Skills learned in youth leagues, however, fade with time. My hockey skills don’t matter anymore, but the friendships I made in youth hockey have lasted a lifetime. Long after I strapped on the pads for the last time, I still remain in touch with many of my teammates and many of the players I later coached.
Coaches and parents serve their youth leaguers best when they help the players finish the season with new friendships that may not develop solely from attending games and practice sessions. Even on local teams whose players already know many of their teammates from school or the neighborhood, players are unlikely to know everyone at the first pre-season practice. You would be amazed at how many youth league seasons end with players barely knowing the names of everyone in the locker room. After months together, anonymity seems like a wasted opportunity.
This column discusses how the adults can help teammates develop lasting friendships on and off the field.
Periodic Team Get-Togethers
Parents and coaches can encourage new friendships by conducting periodic team get-togethers away from the field throughout the season. Attendance at these social events should be optional, but they produce immediate and long term dividends – immediate because team bonding can translate into success on the field, and long term because the players’ social friendships can outlast the final game.
Start with a “get acquainted” barbeque or similar pre-season gathering for all the families. After that, bi-weekly or monthly events during the season might be almost anything that the players or parents would like to do together – a movie, dinner at a local pizza restaurant, attending a local minor league or college game, or a trip to an amusement park, for example.
The coaches can organize the events, or they can let one or more parents take the lead. I have found that parent-organized events work best (with the coaches attending too), but the adults can decide which approach seems more comfortable for everyone. At younger age levels, an event may be for the entire family, or it may be primarily for the players and their parents. At older age levels, players might wish to get together without their parents, though a few parents should attend team-sponsored functions to provide adequate supervision.
Practice Sessions and Games
Periodic team get-togethers do not end the story because the coaches themselves should encourage new friendships during practice sessions and games. Here are some ways to do it.
At the pre-season meetings with parents and players on our youth hockey teams, the coaches explained the short-term and long term benefits of team harmony. At the first practice session, personal introductions preceded instruction in skills and strategy.

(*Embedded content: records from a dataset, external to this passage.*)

//! `ragline ingest`: load → chunk → embed → insert → save.
//!
//! Unreadable files and documents that fail to ingest are skipped and
//! listed in the summary; everything else is committed and saved. The
//! command fails only when nothing could be loaded at all.

use std::path::PathBuf;
use std::sync::Arc;

use anyhow::{bail, Result};
use ragline_core::engine::IngestSummary;
use tracing::{debug, info};

use crate::config::Config;
use crate::engine::{build_engine, save_index};
use crate::generation::DisabledGenerator;
use crate::loader::{load_documents, LoadFailure};

pub async fn run_ingest(config: &Config, paths: &[PathBuf]) -> Result<()> {
    if paths.is_empty() {
        bail!("No paths given");
    }

    let loaded = load_documents(paths, &config.ingest)?;
    if loaded.documents.is_empty() && !loaded.failures.is_empty() {
        print_failures(&loaded.failures, &[]);
        bail!("No documents could be loaded");
    }

    let engine = build_engine(config, Arc::new(DisabledGenerator))?;
    let found = loaded.documents.len();
    let summary = engine.ingest_all(loaded.documents).await;

    save_index(config, &engine)?;
    let stats = engine.stats();
    info!(path = %config.index.path.display(), entries = stats.index.entries, "Saved index");
    debug!(
        hits = stats.cache.hits,
        misses = stats.cache.misses,
        evictions = stats.cache.evictions,
        "Embedding cache"
    );

    print_summary(found, &summary);
    print_failures(&loaded.failures, &summary.failures);
    println!("ok");
    Ok(())
}

fn print_summary(found: usize, summary: &IngestSummary) {
    println!("ingest");
    println!("  documents found: {}", found);
    println!("  documents ingested: {}", summary.documents_ingested);
    println!("  documents unchanged: {}", summary.documents_unchanged);
    println!("  chunks inserted: {}", summary.chunks_inserted);
    println!("  chunks unchanged: {}", summary.chunks_unchanged);
    println!("  chunks removed: {}", summary.chunks_removed);
}

fn print_failures(load: &[LoadFailure], ingest: &[ragline_core::engine::IngestFailure]) {
    let total = load.len() + ingest.len();
    if total == 0 {
        return;
    }
    println!("  failed: {}", total);
    for f in load {
        println!("    {}: {}", f.source, f.error);
    }
    for f in ingest {
        println!("    {}: {}", f.source, f.error);
    }
}
//! # Ragline Core
//!
//! The retrieval engine behind Ragline: data models, chunking, embedding
//! cache, vector index (exact and HNSW), retrieval pipeline, context
//! assembly, and answer orchestration.
//!
//! This crate does no filesystem walking, HTTP, or configuration parsing.
//! Embedding and generation backends plug in through the
//! [`embedding::Embedder`] and [`generation::Generator`] traits; the only
//! file I/O is index persistence ([`index::VectorIndex::save`] /
//! [`index::VectorIndex::load`]).
//!
//! ```text
//! ingest:  Document ─▶ Chunker ─▶ CachedEmbedder ─▶ VectorIndex
//! query:   query ─▶ RetrievalPipeline ─▶ ContextAssembler ─▶ Generator
//! ```

pub mod chunk;
pub mod context;
pub mod embedding;
pub mod engine;
pub mod error;
pub mod generation;
pub mod index;
pub mod models;
pub mod orchestrator;
pub mod retrieval;
pub mod retry;

pub use engine::{EngineConfig, RagEngine};
pub use error::{RagError, Result};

The coaches would go around the room and have each player give his name and hometown. On the ice or in the locker room early in the season, we encouraged players to ask new players for their names until everyone was on a first-name basis. Simple perhaps, common sense perhaps, but it works.
For practice sessions and games alike, the coaches insisted that all players suit up in one locker room, even if the ice arena had more than one room that players could use. With at least one parent providing supervision, the locker room experience was for the players’ camaraderie until a few minutes before the team hit the ice, and then for the first few minutes after leaving the ice at the end.

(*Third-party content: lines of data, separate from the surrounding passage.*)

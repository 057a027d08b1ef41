//! `ragline remove`: drop one document's entries and save.

use std::sync::Arc;

use anyhow::{bail, Result};

use crate::config::Config;
use crate::engine::{build_engine, save_index};
use crate::generation::DisabledGenerator;

pub fn run_remove(config: &Config, document_id: &str) -> Result<()> {
    let engine = build_engine(config, Arc::new(DisabledGenerator))?;
    let removed = engine.remove_document(document_id);
    if removed == 0 {
        bail!("No document with id '{}' in the index", document_id);
    }

    save_index(config, &engine)?;
    println!("removed {} chunks of document {}", removed, document_id);
    Ok(())
}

During practice session drills that required players to pair off in twos or assemble in small groups to work on individual skills, the coaches would insist that players run through the drills with different teammates each time, and not always with the ones who were their “best friends.” If the need arose, the coaches would call the players together to explain why mixing during drills would help avoid cliques that could bring the team down and leave some players feeling like outcasts.
Even at the youngest age levels, players can understand the value of team unity when the coaches and parents explain it to them. Among players guided by adults who are sensitive to the longer view, this understanding can grow as the season progresses.